Somewhere between the recent release of Projeckt Red’s Cyberpunk 2077, the remake of Squaresoft’s seminal Final Fantasy 7, or possibly a recent rereading of William Gibson’s Sprawl Trilogy I’ve gotten to thinking a lot about cyberpunk as a genre, what it does, what’s its appeal, what it aims to accomplish? Whether it is the supreme vehicle for highlighting the issues, crises, conflicts of today’s and future societies for those who write and think in terms of Afro-futurism. I mean if the aim of writing is to provoke thought about the real world and more specifically the plight of the millions of African Americans living in the impoverished diaspora isn’t it better to make our fictional worlds as close to the real world as possible so that our insights are that much more relevant. That is to say for a long time I felt Cyberpunks strength was economics and the broader of appeal of grunt and spook style combat vs sword and sorcery.

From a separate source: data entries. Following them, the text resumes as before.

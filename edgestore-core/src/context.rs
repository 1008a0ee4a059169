//! Sealing of the session context cookie.

use anyhow::Result;
use serde_json::Value;

/// Turns a serialized context into an opaque cookie value and back.
///
/// Implementations must authenticate the token and reject expired ones;
/// `open` failing is reported to clients as `UNAUTHORIZED`.
pub trait ContextCodec: Send + Sync {
    fn seal(&self, ctx: &Value) -> Result<String>;

    fn open(&self, token: &str) -> Result<Value>;
}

As a genre Cyberpunk was born out of the New Wave Science Fiction of the 1960’s and 1970’s and carries the strength of that movement within it as writers came to look for new forms and new ideas in the drug culture, new technologies, and sexual revolutions of those times. As of today the genre includes definitive works in film, Literature, video-games, comics, manga, and television. Common trappings of the genre include urban corruption, street samurai with codes, street samurai without codes, megalomaniac AI, kids with telekinetic powers, globe spanning Mega Corporations, and all other forms of godlike macguffins. It is modern. It is exciting. It is urban. It is Grimy. It is Shiny….
I remember seeing somewhere that Gibson was big on the visual aspects of his novels and if you’ve ever read the Sprawl trilogy you can feel this impression in his sometimes overly long, sometimes overly psychedelic descriptions of decking, and hacking and tuning in, but the best part of Cyberpunk in my own experience at least, is the sort of marriage of economic possibility and desperation that presents itself when we see our lone poor and grime covered hero stare down the big bad of the super rich corporation A la Cloud Strife vs Rufus on the rooftop of the Shinra building in the above-mentioned Final Fantasy 7. The inherent tech based structure gives the genre good room to mock and call out…capitalism, the rich, financial inequality, Western ways of thinking, overly secular or religious ways of thinking, and sometimes, just sometimes, even racism. That’s some good action and primarily I think the number one reason I find myself going with more modern speculative fiction these days in my free time these days.
Which I suppose is a good way of saying I like my sci-fi hard and rooted in reality and for a long time I thought this economic based setting was the supreme strength of the genre. Lately though on reading or rather rereading Cormac Mccarthy’s Blood Meridian I am wondering if perhaps the real appeal for me as a reader was not the economics, or even the science married with futurism. If perhaps the strength is somehow deeper on a psychological level. Cyberpunk is economic. It is modern. It is shiny. It is… religious?
Or at least every decker, telekinetic, and street samurai worth his weight comes face to face in some sense with his own test of gear and god. Cyberpunk films and the beloved Mass Effect franchise are full of fast typing sweating hackers, juiced up jacked in, pushing their hacks to the limits. Which I suppose can be read as a stand-in for the effort of actually caring about something enough to take it to it’s limits. But somewhere in there under all that technology, and wiring, and is the romantic idea that like Frankenstein every Joe Blow hacker when he confronts the villain at last is on the verge of unleashing or halting some world changing story, some society altering new technology. A few scenes from the matrix trilogy quickly come to mind and perhaps one or two from Dan Simmons Hyperion. The Keats Cybrid looking to understand his place in the world but past and future, asks Ummon “are there multiple futures?” Ummon the ultra distant Ai intelligience responds “Does a dog have fleas?” Thus the prophet of Hyperion was born and man and machine cross over. At least in that fictional reality created by Dan Simmons. That’s not economics or critique, nor disdain for the rich, or correction, those are the big ideas, philosophical ideas in a cyberpunk capsule.
Which is to say I am still at a lost as to why I love the Cyberpunk. Is it the social criticism, the new modes of living and thinking, my passing fad-like interest into subjects like Marxism, Post Modernism, Black Futurism and the Dharmi Bums. Or is it the chance to Finally look the villains of this woe begotten world in the eye with a Gun and deck and tell them their time has come. Who can say for sure, but it sure is easier to hate in The Sprawl and Night City than in Gondor.